Search the records below for "TimedSerializer"; copy each line that has it.

(Stored items)
┌────────

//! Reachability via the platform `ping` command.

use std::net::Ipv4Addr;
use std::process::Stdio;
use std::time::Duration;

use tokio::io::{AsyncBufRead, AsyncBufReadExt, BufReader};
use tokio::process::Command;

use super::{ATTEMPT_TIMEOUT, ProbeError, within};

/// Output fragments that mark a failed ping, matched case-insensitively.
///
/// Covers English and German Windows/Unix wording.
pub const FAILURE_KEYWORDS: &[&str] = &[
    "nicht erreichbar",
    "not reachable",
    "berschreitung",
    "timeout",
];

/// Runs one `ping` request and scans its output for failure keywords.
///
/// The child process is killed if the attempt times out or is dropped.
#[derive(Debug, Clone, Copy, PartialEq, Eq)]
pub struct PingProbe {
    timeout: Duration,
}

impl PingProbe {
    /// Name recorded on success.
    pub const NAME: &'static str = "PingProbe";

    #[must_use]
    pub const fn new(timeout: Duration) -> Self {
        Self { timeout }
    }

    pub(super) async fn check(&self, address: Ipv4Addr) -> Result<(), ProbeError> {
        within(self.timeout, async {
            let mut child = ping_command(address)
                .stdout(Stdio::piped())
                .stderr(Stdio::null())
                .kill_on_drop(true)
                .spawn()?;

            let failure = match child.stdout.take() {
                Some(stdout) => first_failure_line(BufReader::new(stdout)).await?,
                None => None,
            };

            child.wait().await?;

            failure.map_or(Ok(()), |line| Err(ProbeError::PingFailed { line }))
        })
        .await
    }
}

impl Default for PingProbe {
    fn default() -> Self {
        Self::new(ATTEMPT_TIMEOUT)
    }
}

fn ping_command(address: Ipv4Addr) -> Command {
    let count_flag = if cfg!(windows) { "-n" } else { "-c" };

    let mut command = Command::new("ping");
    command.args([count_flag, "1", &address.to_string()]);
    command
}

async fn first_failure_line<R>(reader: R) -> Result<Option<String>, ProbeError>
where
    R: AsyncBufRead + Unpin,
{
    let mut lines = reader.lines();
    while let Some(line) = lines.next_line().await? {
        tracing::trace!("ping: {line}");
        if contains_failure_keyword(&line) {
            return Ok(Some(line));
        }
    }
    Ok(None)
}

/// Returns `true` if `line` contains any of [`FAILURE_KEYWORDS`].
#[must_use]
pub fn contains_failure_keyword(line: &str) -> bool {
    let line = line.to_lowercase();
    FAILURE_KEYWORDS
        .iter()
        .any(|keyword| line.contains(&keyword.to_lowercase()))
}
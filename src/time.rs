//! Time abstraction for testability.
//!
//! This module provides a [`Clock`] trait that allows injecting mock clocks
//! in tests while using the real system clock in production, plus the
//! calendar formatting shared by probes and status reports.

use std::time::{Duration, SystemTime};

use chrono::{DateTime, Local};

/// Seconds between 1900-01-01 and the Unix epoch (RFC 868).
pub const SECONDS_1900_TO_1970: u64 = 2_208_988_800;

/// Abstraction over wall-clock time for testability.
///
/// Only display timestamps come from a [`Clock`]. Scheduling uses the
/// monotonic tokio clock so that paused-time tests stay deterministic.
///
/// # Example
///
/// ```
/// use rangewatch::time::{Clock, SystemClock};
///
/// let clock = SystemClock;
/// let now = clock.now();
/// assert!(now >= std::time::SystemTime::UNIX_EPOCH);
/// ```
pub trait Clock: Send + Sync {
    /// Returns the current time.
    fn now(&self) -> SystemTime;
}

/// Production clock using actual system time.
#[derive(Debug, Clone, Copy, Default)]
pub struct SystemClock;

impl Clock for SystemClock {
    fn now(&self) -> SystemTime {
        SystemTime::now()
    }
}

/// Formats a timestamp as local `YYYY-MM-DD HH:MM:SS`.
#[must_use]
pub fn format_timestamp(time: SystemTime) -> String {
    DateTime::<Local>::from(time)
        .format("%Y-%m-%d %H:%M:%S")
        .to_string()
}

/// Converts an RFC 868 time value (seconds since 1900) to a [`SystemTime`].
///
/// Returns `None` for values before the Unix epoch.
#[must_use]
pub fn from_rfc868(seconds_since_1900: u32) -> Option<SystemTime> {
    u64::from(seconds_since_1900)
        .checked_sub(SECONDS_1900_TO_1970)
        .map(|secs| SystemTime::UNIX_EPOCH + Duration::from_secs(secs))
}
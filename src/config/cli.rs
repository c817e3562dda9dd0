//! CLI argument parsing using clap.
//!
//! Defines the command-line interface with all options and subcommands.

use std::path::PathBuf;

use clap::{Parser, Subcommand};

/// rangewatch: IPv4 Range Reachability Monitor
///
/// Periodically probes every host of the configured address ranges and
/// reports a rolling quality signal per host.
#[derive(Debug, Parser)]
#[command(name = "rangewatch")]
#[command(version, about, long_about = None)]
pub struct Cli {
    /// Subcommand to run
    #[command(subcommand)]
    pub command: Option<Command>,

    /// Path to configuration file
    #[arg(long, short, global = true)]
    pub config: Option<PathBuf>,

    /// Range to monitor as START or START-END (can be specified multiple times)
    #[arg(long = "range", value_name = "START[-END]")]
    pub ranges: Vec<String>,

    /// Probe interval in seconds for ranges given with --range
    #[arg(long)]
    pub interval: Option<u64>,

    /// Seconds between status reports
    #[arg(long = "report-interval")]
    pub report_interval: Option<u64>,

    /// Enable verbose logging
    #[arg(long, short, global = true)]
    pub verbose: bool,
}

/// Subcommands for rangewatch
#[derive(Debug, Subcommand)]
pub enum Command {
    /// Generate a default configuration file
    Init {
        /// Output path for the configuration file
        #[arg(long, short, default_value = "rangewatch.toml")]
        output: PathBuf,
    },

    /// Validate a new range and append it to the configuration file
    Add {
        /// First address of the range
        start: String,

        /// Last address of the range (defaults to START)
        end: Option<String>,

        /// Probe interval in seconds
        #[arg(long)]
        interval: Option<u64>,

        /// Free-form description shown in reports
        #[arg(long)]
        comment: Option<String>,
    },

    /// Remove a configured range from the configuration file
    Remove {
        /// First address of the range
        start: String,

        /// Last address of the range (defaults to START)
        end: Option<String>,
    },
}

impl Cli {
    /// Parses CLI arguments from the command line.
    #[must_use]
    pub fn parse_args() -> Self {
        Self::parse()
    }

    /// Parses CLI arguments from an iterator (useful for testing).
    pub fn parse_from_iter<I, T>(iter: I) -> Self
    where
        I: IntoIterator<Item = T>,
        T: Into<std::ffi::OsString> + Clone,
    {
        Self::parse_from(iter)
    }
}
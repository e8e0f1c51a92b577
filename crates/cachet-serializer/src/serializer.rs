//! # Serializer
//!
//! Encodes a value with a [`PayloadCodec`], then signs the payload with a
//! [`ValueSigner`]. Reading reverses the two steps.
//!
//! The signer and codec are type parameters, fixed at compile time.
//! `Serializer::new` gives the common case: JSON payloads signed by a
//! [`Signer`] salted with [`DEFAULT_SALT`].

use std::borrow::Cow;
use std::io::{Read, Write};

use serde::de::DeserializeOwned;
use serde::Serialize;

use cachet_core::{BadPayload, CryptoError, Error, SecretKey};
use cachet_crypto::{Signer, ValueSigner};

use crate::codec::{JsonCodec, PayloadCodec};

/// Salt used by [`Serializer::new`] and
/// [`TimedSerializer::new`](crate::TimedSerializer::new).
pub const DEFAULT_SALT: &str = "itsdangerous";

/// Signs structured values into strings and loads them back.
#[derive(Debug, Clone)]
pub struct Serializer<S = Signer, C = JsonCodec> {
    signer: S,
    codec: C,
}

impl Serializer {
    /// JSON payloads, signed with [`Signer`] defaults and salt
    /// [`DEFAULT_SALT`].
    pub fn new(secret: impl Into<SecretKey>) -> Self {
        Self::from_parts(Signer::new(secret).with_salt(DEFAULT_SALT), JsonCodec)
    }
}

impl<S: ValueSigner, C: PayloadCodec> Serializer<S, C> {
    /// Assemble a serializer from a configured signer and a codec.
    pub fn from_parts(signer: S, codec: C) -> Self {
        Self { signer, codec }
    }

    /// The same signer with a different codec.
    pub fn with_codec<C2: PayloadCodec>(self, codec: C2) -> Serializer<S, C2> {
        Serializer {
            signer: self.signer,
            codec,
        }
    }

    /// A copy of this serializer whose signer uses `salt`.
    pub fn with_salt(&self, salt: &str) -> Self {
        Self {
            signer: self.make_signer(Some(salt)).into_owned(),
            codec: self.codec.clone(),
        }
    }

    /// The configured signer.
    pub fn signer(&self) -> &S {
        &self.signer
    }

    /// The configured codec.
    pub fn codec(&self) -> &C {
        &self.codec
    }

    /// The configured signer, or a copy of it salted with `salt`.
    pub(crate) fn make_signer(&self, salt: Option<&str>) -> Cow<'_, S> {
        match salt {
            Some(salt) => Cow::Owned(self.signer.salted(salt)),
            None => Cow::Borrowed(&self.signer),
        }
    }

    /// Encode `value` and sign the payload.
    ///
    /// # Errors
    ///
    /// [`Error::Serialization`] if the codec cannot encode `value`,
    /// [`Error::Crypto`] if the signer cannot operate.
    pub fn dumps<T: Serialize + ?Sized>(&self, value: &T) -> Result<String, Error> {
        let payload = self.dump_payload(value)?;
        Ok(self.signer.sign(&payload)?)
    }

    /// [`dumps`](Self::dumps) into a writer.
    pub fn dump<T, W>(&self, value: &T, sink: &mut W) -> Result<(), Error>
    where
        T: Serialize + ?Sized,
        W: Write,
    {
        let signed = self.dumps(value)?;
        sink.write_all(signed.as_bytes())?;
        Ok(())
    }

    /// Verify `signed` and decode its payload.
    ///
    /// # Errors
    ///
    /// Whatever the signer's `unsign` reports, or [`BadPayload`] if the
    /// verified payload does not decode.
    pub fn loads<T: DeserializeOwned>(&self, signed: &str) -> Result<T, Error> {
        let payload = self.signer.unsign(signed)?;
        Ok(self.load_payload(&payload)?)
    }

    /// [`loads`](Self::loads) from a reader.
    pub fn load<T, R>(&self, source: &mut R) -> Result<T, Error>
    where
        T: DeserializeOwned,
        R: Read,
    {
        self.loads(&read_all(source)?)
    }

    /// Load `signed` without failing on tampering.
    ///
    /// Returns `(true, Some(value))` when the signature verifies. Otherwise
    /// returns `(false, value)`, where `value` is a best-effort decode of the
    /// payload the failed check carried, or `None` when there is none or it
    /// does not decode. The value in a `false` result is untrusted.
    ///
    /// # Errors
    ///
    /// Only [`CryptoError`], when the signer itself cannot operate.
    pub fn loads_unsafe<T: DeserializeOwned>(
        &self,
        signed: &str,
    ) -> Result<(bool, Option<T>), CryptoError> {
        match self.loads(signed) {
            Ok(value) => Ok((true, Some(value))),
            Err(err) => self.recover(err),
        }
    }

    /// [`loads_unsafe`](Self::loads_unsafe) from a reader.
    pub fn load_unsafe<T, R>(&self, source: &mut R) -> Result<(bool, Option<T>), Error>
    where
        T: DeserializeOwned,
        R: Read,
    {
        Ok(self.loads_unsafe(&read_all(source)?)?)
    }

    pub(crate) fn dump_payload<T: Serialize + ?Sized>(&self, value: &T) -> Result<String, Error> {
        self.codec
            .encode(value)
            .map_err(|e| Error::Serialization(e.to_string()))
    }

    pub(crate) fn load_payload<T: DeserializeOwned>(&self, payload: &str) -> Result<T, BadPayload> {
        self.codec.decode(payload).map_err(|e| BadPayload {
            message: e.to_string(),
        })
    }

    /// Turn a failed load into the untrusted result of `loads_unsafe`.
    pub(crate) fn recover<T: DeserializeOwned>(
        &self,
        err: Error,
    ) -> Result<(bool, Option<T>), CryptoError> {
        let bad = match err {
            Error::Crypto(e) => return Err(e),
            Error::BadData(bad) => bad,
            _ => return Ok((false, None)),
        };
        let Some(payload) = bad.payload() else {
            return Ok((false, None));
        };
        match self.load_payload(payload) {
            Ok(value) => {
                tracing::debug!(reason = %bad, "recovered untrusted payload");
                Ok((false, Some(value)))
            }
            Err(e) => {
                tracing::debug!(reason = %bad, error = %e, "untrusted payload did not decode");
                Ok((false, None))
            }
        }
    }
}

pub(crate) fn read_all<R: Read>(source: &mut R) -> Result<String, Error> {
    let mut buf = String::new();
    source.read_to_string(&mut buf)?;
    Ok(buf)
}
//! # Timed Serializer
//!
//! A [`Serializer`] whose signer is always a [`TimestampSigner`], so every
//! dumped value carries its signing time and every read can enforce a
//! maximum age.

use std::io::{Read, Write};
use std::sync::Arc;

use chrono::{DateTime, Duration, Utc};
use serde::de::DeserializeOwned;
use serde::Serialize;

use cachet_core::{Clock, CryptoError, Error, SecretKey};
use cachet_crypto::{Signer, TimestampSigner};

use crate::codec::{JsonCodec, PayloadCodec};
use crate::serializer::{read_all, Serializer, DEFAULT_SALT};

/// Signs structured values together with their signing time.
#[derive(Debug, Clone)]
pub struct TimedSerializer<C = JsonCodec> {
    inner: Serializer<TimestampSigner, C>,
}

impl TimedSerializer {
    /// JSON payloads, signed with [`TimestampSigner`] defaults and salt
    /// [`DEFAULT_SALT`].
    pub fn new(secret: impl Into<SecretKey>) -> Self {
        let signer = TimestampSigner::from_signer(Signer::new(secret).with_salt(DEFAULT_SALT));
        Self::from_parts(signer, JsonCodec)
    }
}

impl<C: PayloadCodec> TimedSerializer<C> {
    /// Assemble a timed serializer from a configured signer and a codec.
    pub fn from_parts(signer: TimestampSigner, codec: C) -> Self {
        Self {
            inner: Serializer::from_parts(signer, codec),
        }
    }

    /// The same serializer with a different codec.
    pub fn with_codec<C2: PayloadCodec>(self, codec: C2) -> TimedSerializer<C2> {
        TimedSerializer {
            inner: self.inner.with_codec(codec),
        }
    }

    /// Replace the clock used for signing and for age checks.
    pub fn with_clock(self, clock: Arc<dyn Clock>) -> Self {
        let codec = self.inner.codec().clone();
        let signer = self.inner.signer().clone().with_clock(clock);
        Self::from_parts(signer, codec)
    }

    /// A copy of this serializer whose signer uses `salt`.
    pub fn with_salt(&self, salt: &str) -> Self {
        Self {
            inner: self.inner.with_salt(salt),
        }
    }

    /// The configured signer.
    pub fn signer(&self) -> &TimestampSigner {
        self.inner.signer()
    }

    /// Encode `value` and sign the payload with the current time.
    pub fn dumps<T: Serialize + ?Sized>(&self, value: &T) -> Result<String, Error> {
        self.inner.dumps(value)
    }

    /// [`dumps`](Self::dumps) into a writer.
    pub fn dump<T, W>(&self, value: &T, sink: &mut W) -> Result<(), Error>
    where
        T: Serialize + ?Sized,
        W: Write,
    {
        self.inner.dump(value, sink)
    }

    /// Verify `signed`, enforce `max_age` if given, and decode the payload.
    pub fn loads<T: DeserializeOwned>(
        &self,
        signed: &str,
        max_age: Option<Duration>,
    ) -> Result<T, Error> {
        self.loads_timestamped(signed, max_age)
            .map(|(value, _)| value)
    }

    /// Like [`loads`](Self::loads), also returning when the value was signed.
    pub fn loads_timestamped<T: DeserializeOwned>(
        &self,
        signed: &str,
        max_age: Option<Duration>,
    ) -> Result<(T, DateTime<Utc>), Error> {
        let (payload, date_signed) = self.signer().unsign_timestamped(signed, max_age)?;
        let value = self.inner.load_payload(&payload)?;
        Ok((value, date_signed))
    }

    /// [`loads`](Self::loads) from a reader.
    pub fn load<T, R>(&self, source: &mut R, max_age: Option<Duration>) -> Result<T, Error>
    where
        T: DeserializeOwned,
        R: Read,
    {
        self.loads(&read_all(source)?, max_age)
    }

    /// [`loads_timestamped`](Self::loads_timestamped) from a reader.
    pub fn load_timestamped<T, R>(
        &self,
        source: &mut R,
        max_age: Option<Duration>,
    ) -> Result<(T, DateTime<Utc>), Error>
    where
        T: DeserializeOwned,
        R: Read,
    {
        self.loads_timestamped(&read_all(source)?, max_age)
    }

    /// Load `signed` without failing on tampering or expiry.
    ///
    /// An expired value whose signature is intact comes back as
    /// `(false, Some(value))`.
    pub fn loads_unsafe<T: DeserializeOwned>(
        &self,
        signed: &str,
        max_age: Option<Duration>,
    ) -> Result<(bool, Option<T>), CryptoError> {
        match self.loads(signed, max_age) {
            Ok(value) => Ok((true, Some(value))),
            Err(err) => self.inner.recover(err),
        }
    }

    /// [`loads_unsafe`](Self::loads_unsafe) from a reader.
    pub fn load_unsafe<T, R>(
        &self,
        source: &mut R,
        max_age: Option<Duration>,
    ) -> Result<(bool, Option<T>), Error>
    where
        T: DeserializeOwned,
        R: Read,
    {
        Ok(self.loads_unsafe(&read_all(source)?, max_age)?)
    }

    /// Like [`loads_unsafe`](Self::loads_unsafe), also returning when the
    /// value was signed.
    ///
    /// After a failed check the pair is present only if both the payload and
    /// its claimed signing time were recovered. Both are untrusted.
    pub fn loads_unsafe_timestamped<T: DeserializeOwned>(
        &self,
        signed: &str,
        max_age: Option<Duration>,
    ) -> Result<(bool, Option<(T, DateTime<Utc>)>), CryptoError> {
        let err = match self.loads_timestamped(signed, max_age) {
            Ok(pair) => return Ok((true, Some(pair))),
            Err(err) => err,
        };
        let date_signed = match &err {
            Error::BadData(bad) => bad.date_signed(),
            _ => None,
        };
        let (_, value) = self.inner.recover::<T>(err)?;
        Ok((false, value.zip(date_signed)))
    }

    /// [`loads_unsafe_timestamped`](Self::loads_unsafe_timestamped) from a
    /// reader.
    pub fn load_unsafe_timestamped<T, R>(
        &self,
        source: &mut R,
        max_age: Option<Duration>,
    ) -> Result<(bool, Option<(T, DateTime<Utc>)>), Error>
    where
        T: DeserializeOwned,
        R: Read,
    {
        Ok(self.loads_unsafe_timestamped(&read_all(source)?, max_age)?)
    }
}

└────────

* _COMPLETED TASK_
/// [`TimedSerializer::new`](crate::TimedSerializer::new).
pub struct TimedSerializer<C = JsonCodec> {
impl TimedSerializer {
impl<C: PayloadCodec> TimedSerializer<C> {
    pub fn with_codec<C2: PayloadCodec>(self, codec: C2) -> TimedSerializer<C2> {
        TimedSerializer {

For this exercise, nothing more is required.